Mas ainda não resolveu a terceira lacuna estrutural da cadeia de produção: a separação dos óxidos.
Atualmente, a Serra Verde envia seu Carbonato Misto de Terras Raras para a China para separação dos óxidos, sob um acordo legado que expira no final de 2026.
O MREC é um produto intermediário: contém os quatro elementos magnéticos de terras raras na forma de carbonato, mas ainda precisa passar por circuitos de extração por solvente para produzir os óxidos individuais separados — óxido de neodímio, óxido de disprósio e óxido de térbio — que os fabricantes de ímãs podem efetivamente utilizar.
Essa etapa de separação é justamente o gargalo intermediário que a China monopoliza há quatro décadas.
O fim do acordo legado torna a entrada em operação da Carester no final de 2026 e a capacidade de separação da LCM no Reino Unido particularmente críticas do ponto de vista operacional.
A instalação Caremag da Carester, quando estiver totalmente operacional, deverá produzir anualmente 800 toneladas métricas de óxido de neodímio-praseodímio, 500 toneladas métricas de óxido de disprósio e 100 toneladas métricas de óxido de térbio.

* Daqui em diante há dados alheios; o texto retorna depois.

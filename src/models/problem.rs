//! Problem data trait.

/// Read-only view of a capacitated vehicle routing instance.
///
/// Solvers consume instances only through this trait. Node ids are opaque
/// `usize` values; the depot is one of them. Implementations must return
/// `nodes()` and `edges()` in a stable order, since the savings list
/// breaks ties by edge enumeration order.
///
/// # Examples
///
/// ```
/// use u_savings::models::CvrpData;
///
/// struct Line;
///
/// impl CvrpData for Line {
///     fn depot(&self) -> usize { 0 }
///     fn nodes(&self) -> Vec<usize> { vec![0, 1, 2] }
///     fn distance(&self, a: usize, b: usize) -> f64 { (a as f64 - b as f64).abs() }
///     fn capacity(&self) -> i32 { 10 }
///     fn demand(&self, id: usize) -> i32 { if id == 0 { 0 } else { 5 } }
/// }
///
/// assert_eq!(Line.edges(), vec![(0, 1), (0, 2), (1, 2)]);
/// assert_eq!(Line.num_customers(), 2);
/// ```
pub trait CvrpData: Send + Sync {
    /// Id of the depot every route starts and ends at.
    fn depot(&self) -> usize;

    /// All node ids, depot included.
    fn nodes(&self) -> Vec<usize>;

    /// Node pairs without self-pairs, in a stable enumeration order.
    ///
    /// Defaults to every `(i, j)` where `i` precedes `j` in `nodes()`.
    fn edges(&self) -> Vec<(usize, usize)> {
        let nodes = self.nodes();
        let mut edges = Vec::with_capacity(nodes.len() * nodes.len().saturating_sub(1) / 2);
        for (k, &i) in nodes.iter().enumerate() {
            for &j in &nodes[k + 1..] {
                edges.push((i, j));
            }
        }
        edges
    }

    /// Travel distance from `a` to `b`.
    fn distance(&self, a: usize, b: usize) -> f64;

    /// Capacity shared by every vehicle.
    fn capacity(&self) -> i32;

    /// Demand of node `id` (0 for the depot).
    fn demand(&self, id: usize) -> i32;

    /// Number of non-depot nodes.
    fn num_customers(&self) -> usize {
        let depot = self.depot();
        self.nodes().into_iter().filter(|&id| id != depot).count()
    }
}

impl<T: CvrpData + ?Sized> CvrpData for &T {
    fn depot(&self) -> usize {
        (**self).depot()
    }
    fn nodes(&self) -> Vec<usize> {
        (**self).nodes()
    }
    fn edges(&self) -> Vec<(usize, usize)> {
        (**self).edges()
    }
    fn distance(&self, a: usize, b: usize) -> f64 {
        (**self).distance(a, b)
    }
    fn capacity(&self) -> i32 {
        (**self).capacity()
    }
    fn demand(&self, id: usize) -> i32 {
        (**self).demand(id)
    }
    fn num_customers(&self) -> usize {
        (**self).num_customers()
    }
}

Isso representaria aproximadamente 15% da atual produção mundial de óxidos de terras raras pesadas fora da China.
Se a Carester entrar em operação dentro do cronograma, a lacuna de processamento ocidental diminuirá significativamente justamente no momento em que o MREC da Pela Ema precisar de um destino não chinês. Caso contrário, a produção da mina precisará de uma rota alternativa de separação.

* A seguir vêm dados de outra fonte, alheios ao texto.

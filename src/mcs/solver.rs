//! Binary Monte Carlo savings search.
//!
//! # Algorithm
//!
//! The savings list is swept as in Clarke-Wright, but every merge that
//! would change the current solution is first put to a vote. From the
//! merged state ("take") and the unchanged state ("skip"), `R` randomized
//! completions each replay the rest of the list, accepting every
//! processable pair with probability `p`. The merge is adopted when the
//! summed lengths of the "take" completions compare favourably with the
//! "skip" ones under the configured [`DecisionRule`](super::DecisionRule).
//!
//! Every complete solution met on the way, in rollouts or on the main
//! trajectory, competes for the returned best.

use std::time::Duration;

use anyhow::Result;
use log::{debug, info, trace};
use rand::rngs::StdRng;
use rand::{Rng, SeedableRng};

use super::rollout::{keep_best, Batch};
use super::McsConfig;
use crate::models::{CvrpData, Solution};
use crate::savings::SavingsList;
use crate::solver::{Deadline, Solver};

/// Savings solver with a two-hypothesis Monte Carlo look-ahead.
///
/// All randomness comes from the generator handed to the constructor, so
/// runs with equal seeds and configuration are reproducible, sequential or
/// parallel.
///
/// # Examples
///
/// ```
/// use std::time::Duration;
/// use u_savings::mcs::{BinaryMcsSolver, McsConfig};
/// use u_savings::models::{Customer, CvrpInstance};
/// use u_savings::solver::Solver;
///
/// let instance = CvrpInstance::new(
///     vec![
///         Customer::depot(0.0, 0.0),
///         Customer::new(1, 0.0, 10.0, 5),
///         Customer::new(2, 0.0, 20.0, 5),
///         Customer::new(3, 10.0, 10.0, 5),
///     ],
///     15,
/// )
/// .unwrap();
///
/// let mut solver = BinaryMcsSolver::seeded(McsConfig::default().with_rollouts(10), 42).unwrap();
/// let solution = solver.solve(&instance, 2, Duration::from_secs(5));
/// assert!(solution.is_complete());
/// ```
#[derive(Debug, Clone)]
pub struct BinaryMcsSolver<R = StdRng> {
    config: McsConfig,
    rng: R,
}

impl BinaryMcsSolver<StdRng> {
    /// Creates a solver over a [`StdRng`] seeded with `seed`.
    pub fn seeded(config: McsConfig, seed: u64) -> Result<Self> {
        Self::new(config, StdRng::seed_from_u64(seed))
    }
}

impl<R: Rng> BinaryMcsSolver<R> {
    /// Creates a solver drawing its randomness from `rng`.
    pub fn new(config: McsConfig, rng: R) -> Result<Self> {
        config.validate()?;
        Ok(Self { config, rng })
    }

    /// The solver's configuration.
    pub fn config(&self) -> &McsConfig {
        &self.config
    }

    /// Runs the search over a precomputed savings list.
    pub fn search<'a, P: CvrpData + ?Sized>(
        &mut self,
        data: &'a P,
        savings: &SavingsList,
        vehicles: usize,
        deadline: &Deadline,
    ) -> Solution<'a, P> {
        let mut current = Solution::new(data, vehicles);
        let mut best = None;
        keep_best(&mut best, &current);

        for (k, entry) in savings.entries().iter().enumerate() {
            if current.is_complete() || deadline.expired() {
                break;
            }
            let pair = entry.pair();
            if !current.can_process(pair) {
                continue;
            }
            let (processed, inserted) = current.process(pair);
            if !inserted {
                continue;
            }

            let seeds: Vec<u64> = (0..self.config.rollouts)
                .map(|_| self.rng.random())
                .collect();
            let batch = Batch {
                take: &processed,
                skip: &current,
                remaining: savings.after(k),
                acceptance: self.config.acceptance,
            };
            let tally = batch.run(&seeds, deadline, self.config.parallel);

            if let Some(candidate) = &tally.best {
                if keep_best(&mut best, candidate) {
                    trace!("rollout best {:.3} at pair {:?}", candidate.length(), pair);
                }
            }

            let adopt = self.config.decision.adopt(tally.yes, tally.no);
            debug!(
                "pair {:?} saving {:.3}: yes {:.3} no {:.3} over {} rollouts, {}",
                pair,
                entry.saving,
                tally.yes,
                tally.no,
                tally.runs,
                if adopt { "take" } else { "skip" }
            );
            if adopt {
                current = processed;
                keep_best(&mut best, &current);
            }
        }

        best.unwrap_or(current)
    }
}

impl<R: Rng> Solver for BinaryMcsSolver<R> {
    fn solve<'a, P: CvrpData + ?Sized>(
        &mut self,
        data: &'a P,
        vehicles: usize,
        timeout: Duration,
    ) -> Solution<'a, P> {
        let deadline = Deadline::after(timeout);
        let savings = SavingsList::from_data(data);
        let solution = self.search(data, &savings, vehicles, &deadline);

        info!(
            "binary-mcs: length {:.3}, {}/{} customers, {} routes, {:?}",
            solution.length(),
            solution.allocated(),
            solution.customers(),
            solution.routes_used(),
            deadline.elapsed()
        );
        solution
    }
}

#[cfg(test)]
mod tests {
    use super::*;
    use crate::constructive::ClarkeWrightSolver;
    use crate::mcs::DecisionRule;
    use crate::models::{Customer, CvrpInstance, Route};

    fn triangle() -> CvrpInstance {
        CvrpInstance::new(
            vec![
                Customer::depot(0.0, 0.0),
                Customer::new(1, 0.0, 10.0, 5),
                Customer::new(2, 0.0, 20.0, 5),
                Customer::new(3, 10.0, 10.0, 5),
            ],
            15,
        )
        .expect("valid")
    }

    fn cluster() -> CvrpInstance {
        let mut customers = vec![Customer::depot(50.0, 50.0)];
        for id in 1..=14 {
            let x = (id * 37 % 100) as f64;
            let y = (id * 61 % 100) as f64;
            customers.push(Customer::new(id, x, y, 1 + (id % 4) as i32));
        }
        CvrpInstance::new(customers, 12).expect("valid")
    }

    fn routes<P: CvrpData + ?Sized>(sol: &Solution<'_, P>) -> Vec<Vec<usize>> {
        sol.routes().map(Route::ids).collect()
    }

    const BUDGET: Duration = Duration::from_secs(60);

    #[test]
    fn test_rejects_invalid_config() {
        assert!(BinaryMcsSolver::seeded(McsConfig::default().with_rollouts(0), 1).is_err());
        assert!(BinaryMcsSolver::seeded(McsConfig::default().with_acceptance(2.0), 1).is_err());
    }

    #[test]
    fn test_full_acceptance_matches_greedy_on_triangle() {
        let inst = triangle();
        let config = McsConfig::default().with_acceptance(1.0).with_rollouts(5);
        let mut solver = BinaryMcsSolver::seeded(config, 3).expect("valid");
        let sol = solver.solve(&inst, 2, BUDGET);

        assert!(sol.is_complete());
        assert_eq!(routes(&sol), vec![vec![1, 2, 3], vec![]]);
        let greedy = ClarkeWrightSolver.solve(&inst, 2, BUDGET);
        assert!((sol.length() - greedy.length()).abs() < 1e-9);
    }

    #[test]
    fn test_zero_acceptance_rejects_everything() {
        // skip replays stay shorter than any merge, so nothing is adopted
        let inst = triangle();
        let config = McsConfig::default().with_acceptance(0.0).with_rollouts(3);
        let mut solver = BinaryMcsSolver::seeded(config, 3).expect("valid");
        let sol = solver.solve(&inst, 2, BUDGET);
        assert!(!sol.is_complete());
        assert_eq!(sol.allocated(), 0);
    }

    #[test]
    fn test_same_seed_same_result() {
        let inst = cluster();
        let config = McsConfig::default().with_rollouts(8);
        let a = BinaryMcsSolver::seeded(config, 99)
            .expect("valid")
            .solve(&inst, 6, BUDGET);
        let b = BinaryMcsSolver::seeded(config, 99)
            .expect("valid")
            .solve(&inst, 6, BUDGET);
        assert_eq!(routes(&a), routes(&b));
        assert_eq!(a.length(), b.length());
    }

    #[test]
    fn test_parallel_matches_sequential() {
        let inst = cluster();
        let config = McsConfig::default().with_rollouts(8);
        let seq = BinaryMcsSolver::seeded(config, 5)
            .expect("valid")
            .solve(&inst, 6, BUDGET);
        let par = BinaryMcsSolver::seeded(config.with_parallel(true), 5)
            .expect("valid")
            .solve(&inst, 6, BUDGET);
        assert_eq!(routes(&seq), routes(&par));
        assert_eq!(seq.length(), par.length());
    }

    #[test]
    fn test_result_respects_capacity_and_membership() {
        let inst = cluster();
        let mut solver = BinaryMcsSolver::seeded(McsConfig::legacy().with_rollouts(6), 11)
            .expect("valid");
        let sol = solver.solve(&inst, 6, BUDGET);

        let mut seen = vec![0; inst.customers().len()];
        for route in sol.routes() {
            assert!(route.load() <= route.capacity());
            for id in route.iter() {
                seen[id] += 1;
            }
        }
        assert_eq!(seen[0], 0);
        assert!(seen.iter().all(|&c| c <= 1));
        if sol.is_complete() {
            assert!(seen[1..].iter().all(|&c| c == 1));
        }
    }

    #[test]
    fn test_complete_rollout_is_returned_when_merge_is_skipped() {
        // nothing remains after the only pair: "skip" replays score 0.0,
        // "take" replays score the merged route, so the main trajectory
        // skips, yet the complete take replay is kept as best
        let inst = CvrpInstance::new(
            vec![
                Customer::depot(0.0, 0.0),
                Customer::new(1, 1.0, 0.0, 1),
                Customer::new(2, 2.0, 0.0, 1),
            ],
            10,
        )
        .expect("valid");
        for decision in [DecisionRule::NonStrict, DecisionRule::Strict] {
            let config = McsConfig::default()
                .with_acceptance(1.0)
                .with_rollouts(2)
                .with_decision(decision);
            assert!(!decision.adopt(2.0 * 4.0, 0.0));

            let mut solver = BinaryMcsSolver::seeded(config, 0).expect("valid");
            let sol = solver.solve(&inst, 1, BUDGET);
            assert!(sol.is_complete());
            assert_eq!(routes(&sol), vec![vec![1, 2]]);
            assert!((sol.length() - 4.0).abs() < 1e-10);
        }
    }

    #[test]
    fn test_zero_timeout_returns_partial() {
        let inst = cluster();
        let mut solver = BinaryMcsSolver::seeded(McsConfig::default(), 1).expect("valid");
        let sol = solver.solve(&inst, 6, Duration::ZERO);
        assert!(!sol.is_complete());
    }

    #[test]
    fn test_depot_only_is_complete() {
        let inst = CvrpInstance::new(vec![Customer::depot(0.0, 0.0)], 10).expect("valid");
        let mut solver = BinaryMcsSolver::seeded(McsConfig::default(), 1).expect("valid");
        let sol = solver.solve(&inst, 1, BUDGET);
        assert!(sol.is_complete());
        assert_eq!(sol.length(), 0.0);
    }
}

Esse risco de execução ocorre paralelamente a um risco regulatório brasileiro: o Conselho Administrativo de Defesa Econômica (CADE) está analisando a transação entre a USA Rare Earth e a Serra Verde devido a possíveis efeitos concorrenciais. A análise pode introduzir incertezas no cronograma mesmo após a votação dos acionistas.
A análise da Agência Internacional de Energia (IEA), publicada em abril de 2026, projetou que, mesmo em cenários de expansão agressiva, a nova capacidade fora da China cobriria apenas aproximadamente um quarto das necessidades globais de refino de terras raras até 2035 e menos de um quinto da demanda mundial por ímãs de terras raras.

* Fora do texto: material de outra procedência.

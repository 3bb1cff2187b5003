//! Capacity-bounded routes with endpoint-only insertion.

use std::collections::VecDeque;
use std::fmt;

use super::{CvrpData, Node, NodeArena};

/// An ordered sequence of node ids served by one vehicle.
///
/// The depot is implicit at both ends and not stored. Nodes can only be
/// inserted at the front or the back, and the load never exceeds the
/// capacity. The route length is maintained incrementally on insertion.
///
/// # Examples
///
/// ```
/// use u_savings::models::{Customer, CvrpInstance, Node, NodeArena, Route};
///
/// let instance = CvrpInstance::new(
///     vec![
///         Customer::depot(0.0, 0.0),
///         Customer::new(1, 0.0, 10.0, 5),
///         Customer::new(2, 0.0, 20.0, 5),
///     ],
///     15,
/// )
/// .unwrap();
/// let mut arena = NodeArena::new(vec![Node::new(1, 5), Node::new(2, 5)]);
/// let block = [*arena.get(1).unwrap(), *arena.get(2).unwrap()];
///
/// let mut route = Route::new(0, 0, 15);
/// assert!(route.can_allocate(&block));
/// route.allocate(&block, true, &mut arena, &instance);
/// assert_eq!(route.ids(), vec![1, 2]);
/// assert_eq!(route.load(), 10);
/// assert!((route.length() - 40.0).abs() < 1e-10);
/// assert_eq!(arena.get(2).unwrap().route_allocation(), Some(0));
/// ```
#[derive(Debug, Clone, PartialEq)]
pub struct Route {
    slot: usize,
    depot: usize,
    capacity: i32,
    load: i32,
    length: f64,
    ids: VecDeque<usize>,
}

impl Route {
    /// Creates an empty route occupying vehicle slot `slot`.
    pub fn new(slot: usize, depot: usize, capacity: i32) -> Self {
        Self {
            slot,
            depot,
            capacity,
            load: 0,
            length: 0.0,
            ids: VecDeque::new(),
        }
    }

    /// Vehicle slot of this route within its solution.
    pub fn slot(&self) -> usize {
        self.slot
    }

    /// Maximum load.
    pub fn capacity(&self) -> i32 {
        self.capacity
    }

    /// Sum of the demands currently served.
    pub fn load(&self) -> i32 {
        self.load
    }

    /// Remaining capacity.
    pub fn free(&self) -> i32 {
        self.capacity - self.load
    }

    /// Number of nodes (depot excluded).
    pub fn len(&self) -> usize {
        self.ids.len()
    }

    /// Returns `true` if this route serves no node.
    pub fn is_empty(&self) -> bool {
        self.ids.is_empty()
    }

    /// Node ids in visiting order.
    pub fn ids(&self) -> Vec<usize> {
        self.ids.iter().copied().collect()
    }

    /// Iterates node ids in visiting order.
    pub fn iter(&self) -> impl Iterator<Item = usize> + '_ {
        self.ids.iter().copied()
    }

    /// First node after the depot.
    pub fn first(&self) -> Option<usize> {
        self.ids.front().copied()
    }

    /// Last node before returning to the depot.
    pub fn last(&self) -> Option<usize> {
        self.ids.back().copied()
    }

    /// Returns `true` if `id` is the first node of this route.
    pub fn is_first(&self, id: usize) -> bool {
        self.first() == Some(id)
    }

    /// Returns `true` if `id` is the last node of this route.
    pub fn is_last(&self, id: usize) -> bool {
        self.last() == Some(id)
    }

    /// Returns `true` if `id` is served by this route.
    pub fn contains(&self, id: usize) -> bool {
        self.ids.contains(&id)
    }

    /// Returns `true` if `id` is a member but neither the first nor the last.
    pub fn is_interior(&self, id: usize) -> bool {
        !self.is_first(id) && !self.is_last(id) && self.contains(id)
    }

    /// Depot → first → … → last → depot distance, 0 when empty.
    pub fn length(&self) -> f64 {
        self.length
    }

    /// Returns `true` if the combined demand of `nodes` fits.
    pub fn can_allocate(&self, nodes: &[Node]) -> bool {
        let extra: i32 = nodes.iter().map(Node::demand).sum();
        self.load + extra <= self.capacity
    }

    /// Inserts `nodes` as one contiguous block, after the last node when
    /// `append` is set and before the first node otherwise, and points each
    /// node's back-reference in `arena` at this route.
    ///
    /// The caller must have checked [`can_allocate`](Self::can_allocate).
    pub fn allocate<P: CvrpData + ?Sized>(
        &mut self,
        nodes: &[Node],
        append: bool,
        arena: &mut NodeArena,
        data: &P,
    ) {
        let (Some(head), Some(tail)) = (nodes.first(), nodes.last()) else {
            return;
        };
        debug_assert!(self.can_allocate(nodes), "route {} over capacity", self.slot);

        let inner: f64 = nodes
            .windows(2)
            .map(|w| data.distance(w[0].id(), w[1].id()))
            .sum();

        self.length += match (self.first(), self.last()) {
            (Some(_), Some(last)) if append => {
                data.distance(last, head.id()) + inner + data.distance(tail.id(), self.depot)
                    - data.distance(last, self.depot)
            }
            (Some(first), Some(_)) => {
                data.distance(self.depot, head.id()) + inner + data.distance(tail.id(), first)
                    - data.distance(self.depot, first)
            }
            _ => {
                data.distance(self.depot, head.id()) + inner + data.distance(tail.id(), self.depot)
            }
        };

        if append {
            self.ids.extend(nodes.iter().map(Node::id));
        } else {
            for node in nodes.iter().rev() {
                self.ids.push_front(node.id());
            }
        }

        for node in nodes {
            self.load += node.demand();
            if let Some(owned) = arena.get_mut(node.id()) {
                owned.set_route(self.slot);
            }
        }
    }

    /// Recomputes the length from scratch against `data`.
    pub fn measure<P: CvrpData + ?Sized>(&self, data: &P) -> f64 {
        let (Some(first), Some(last)) = (self.first(), self.last()) else {
            return 0.0;
        };
        let inner: f64 = self
            .ids
            .iter()
            .zip(self.ids.iter().skip(1))
            .map(|(&a, &b)| data.distance(a, b))
            .sum();
        data.distance(self.depot, first) + inner + data.distance(last, self.depot)
    }
}

impl fmt::Display for Route {
    fn fmt(&self, f: &mut fmt::Formatter<'_>) -> fmt::Result {
        write!(f, "[")?;
        for (k, id) in self.ids.iter().enumerate() {
            if k > 0 {
                write!(f, ", ")?;
            }
            write!(f, "{id}")?;
        }
        write!(f, "]")
    }
}

#[cfg(test)]
mod tests {
    use super::*;
    use crate::models::{Customer, CvrpInstance};

    fn instance() -> CvrpInstance {
        CvrpInstance::new(
            vec![
                Customer::depot(0.0, 0.0),
                Customer::new(1, 0.0, 10.0, 5),
                Customer::new(2, 0.0, 20.0, 5),
                Customer::new(3, 10.0, 10.0, 5),
                Customer::new(4, 10.0, 0.0, 5),
            ],
            15,
        )
        .expect("valid")
    }

    fn arena() -> NodeArena {
        NodeArena::new((1..=4).map(|id| Node::new(id, 5)).collect())
    }

    fn nodes(arena: &NodeArena, ids: &[usize]) -> Vec<Node> {
        ids.iter()
            .map(|&id| *arena.get(id).expect("known id"))
            .collect()
    }

    #[test]
    fn test_empty_route() {
        let r = Route::new(1, 0, 15);
        assert!(r.is_empty());
        assert_eq!(r.length(), 0.0);
        assert_eq!(r.load(), 0);
        assert_eq!(r.slot(), 1);
        assert!(r.first().is_none());
        assert!(!r.is_interior(1));
        assert_eq!(r.to_string(), "[]");
    }

    #[test]
    fn test_append_and_prepend() {
        let inst = instance();
        let mut arena = arena();
        let mut r = Route::new(0, 0, 15);

        let block = nodes(&arena, &[1, 2]);
        r.allocate(&block, true, &mut arena, &inst);
        let three = nodes(&arena, &[3]);
        r.allocate(&three, false, &mut arena, &inst);

        assert_eq!(r.ids(), vec![3, 1, 2]);
        assert_eq!(r.load(), 15);
        assert!(r.is_first(3));
        assert!(r.is_last(2));
        assert!(r.is_interior(1));
        assert!(!r.is_interior(4));
        assert!((r.length() - r.measure(&inst)).abs() < 1e-9);
        assert_eq!(r.to_string(), "[3, 1, 2]");
        assert_eq!(arena.get(3).and_then(Node::route_allocation), Some(0));
    }

    #[test]
    fn test_prepend_block_keeps_order() {
        let inst = instance();
        let mut arena = arena();
        let mut r = Route::new(0, 0, 20);
        r.allocate(&nodes(&arena, &[1]), true, &mut arena, &inst);
        r.allocate(&nodes(&arena, &[3, 4]), false, &mut arena, &inst);
        assert_eq!(r.ids(), vec![3, 4, 1]);
        assert!((r.length() - r.measure(&inst)).abs() < 1e-9);
    }

    #[test]
    fn test_capacity_check() {
        let inst = instance();
        let mut arena = arena();
        let mut r = Route::new(0, 0, 10);
        let block = nodes(&arena, &[1, 2]);
        assert!(r.can_allocate(&block));
        r.allocate(&block, true, &mut arena, &inst);
        assert!(!r.can_allocate(&nodes(&arena, &[3])));
        assert!(r.can_allocate(&[]));
        assert_eq!(r.free(), 0);
    }

    #[test]
    fn test_single_node_length() {
        let inst = instance();
        let mut arena = arena();
        let mut r = Route::new(0, 0, 15);
        r.allocate(&nodes(&arena, &[2]), true, &mut arena, &inst);
        assert!((r.length() - 40.0).abs() < 1e-10);
        assert!(!r.is_interior(2));
    }
}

Como afirmou Gracelin Baskaran, que dirige o Programa de Segurança de Minerais Críticos do Center for Strategic and International Studies, mesmo com investimentos ativos, pode levar quase uma década para que os Estados Unidos e seus aliados obtenham controle completo sobre sua cadeia de fornecimento de terras raras.
O mecanismo de preço mínimo responde à pergunta sobre por que as minas ocidentais de terras raras anteriores fracassaram.
A expansão da Carester e da LCM determinará se a mina que essas proteções procuram preservar poderá efetivamente abastecer as cadeias de fornecimento ocidentais, em vez de continuar encaminhando seu material através da infraestrutura de processamento do adversário enquanto a alternativa ocidental entra em operação.
George Kollitides, diretor da Economic Defense Unit, resumiu claramente as implicações estratégicas do acordo:
"Ao garantir acesso confiável a esses elementos críticos de terras raras, estamos protegendo a produção de tudo, desde caças e submarinos nucleares até a infraestrutura energética e a tecnologia comercial que impulsionam o nosso mundo moderno."